*Your goal*
Word for word, retype the lines from the one containing "let rgba: image::RgbaImage" to the last line of the data below, both ends included.

*Exercise materials*
#####

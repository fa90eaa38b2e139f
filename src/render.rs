//! Turning gray slices into displayable RGB images.

use std::sync::LazyLock;

use image::{GrayImage, Rgb, RgbImage, buffer::ConvertBuffer};

use crate::errors::{Error, Result};
use crate::volume::{IntensityMapping, Volume};

/// Default weight of the warped slice in the overlay.
pub const DEFAULT_OVERLAY_ALPHA: f32 = 0.5;

// matplotlib "hot": piecewise-linear red, then green, then blue ramps.
const RED_END: f32 = 0.365079;
const GREEN_END: f32 = 0.746032;
const RED_START: f32 = 0.0416;

static HOT_LUT: LazyLock<[[u8; 3]; 256]> = LazyLock::new(|| {
    let mut lut = [[0u8; 3]; 256];
    for (i, entry) in lut.iter_mut().enumerate() {
        let x = i as f32 / 255.0;
        let red = if x < RED_END {
            RED_START + (1.0 - RED_START) * x / RED_END
        } else {
            1.0
        };
        let green = ((x - RED_END) / (GREEN_END - RED_END)).clamp(0.0, 1.0);
        let blue = ((x - GREEN_END) / (1.0 - GREEN_END)).clamp(0.0, 1.0);
        // truncating, like scaling the float colour map by 255 and casting
        *entry = [
            (red * 255.0) as u8,
            (green * 255.0) as u8,
            (blue * 255.0) as u8,
        ];
    }
    lut
});

/// Colour of a gray level under the `hot` map.
pub fn hot_color(level: u8) -> [u8; 3] {
    HOT_LUT[level as usize]
}

pub fn gray_to_rgb(slice: &GrayImage) -> RgbImage {
    slice.convert()
}

pub fn hot(slice: &GrayImage) -> RgbImage {
    RgbImage::from_fn(slice.width(), slice.height(), |x, y| {
        Rgb(hot_color(slice.get_pixel(x, y)[0]))
    })
}

/// `overlay * alpha + base * (1 - alpha)`, rounded and saturated per channel.
pub fn blend(overlay: &RgbImage, base: &RgbImage, alpha: f32) -> Result<RgbImage> {
    if overlay.dimensions() != base.dimensions() {
        return Err(Error::SizeMismatch {
            left: overlay.dimensions(),
            right: base.dimensions(),
        });
    }

    let alpha = alpha.clamp(0.0, 1.0);
    let mut blended = base.clone();
    for (out, top) in blended.pixels_mut().zip(overlay.pixels()) {
        for channel in 0..3 {
            let value = top[channel] as f32 * alpha + out[channel] as f32 * (1.0 - alpha);
            out[channel] = value.round() as u8;
        }
    }
    Ok(blended)
}

/// The warped slice in `hot` colours over the gray fixed slice.
pub fn overlay(fixed: &GrayImage, warped: &GrayImage, alpha: f32) -> Result<RgbImage> {
    blend(&hot(warped), &gray_to_rgb(fixed), alpha)
}

/// Slice index to keep once a volume of `depth` is shown: the current one if
/// it still exists, otherwise the first slice.
pub fn slice_index_for_depth(z: usize, depth: usize) -> usize {
    if z >= depth { 0 } else { z }
}

/// What the warped pane shows at slice `z` of the fixed image.
///
/// `None` means a blank pane: `z` is past the warped depth or the slices
/// differ in size. Without a fixed image the warped slice is shown alone.
pub fn warped_view(
    fixed: Option<&Volume>,
    warped: &Volume,
    z: usize,
    mapping: IntensityMapping,
    alpha: f32,
) -> Option<RgbImage> {
    let warped_slice = warped.slice(z, mapping).ok()?;
    let fixed_slice = match fixed {
        Some(fixed) => match fixed.slice(z, mapping) {
            Ok(slice) => slice,
            Err(e) => {
                log::warn!("Cannot overlay warped image: {}", e);
                return None;
            }
        },
        None => return Some(hot(&warped_slice)),
    };

    match overlay(&fixed_slice, &warped_slice, alpha) {
        Ok(image) => Some(image),
        Err(e) => {
            log::warn!("Cannot overlay warped image: {}", e);
            None
        }
    }
}

/// RGBA bytes for toolkits that want them.
pub fn to_rgba(image: &RgbImage) -> Vec<u8> {
    let rgba: image::RgbaImage = image.convert();
    rgba.into_raw()
}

#####

*Task answer*
    let rgba: image::RgbaImage = image.convert();
    rgba.into_raw()
}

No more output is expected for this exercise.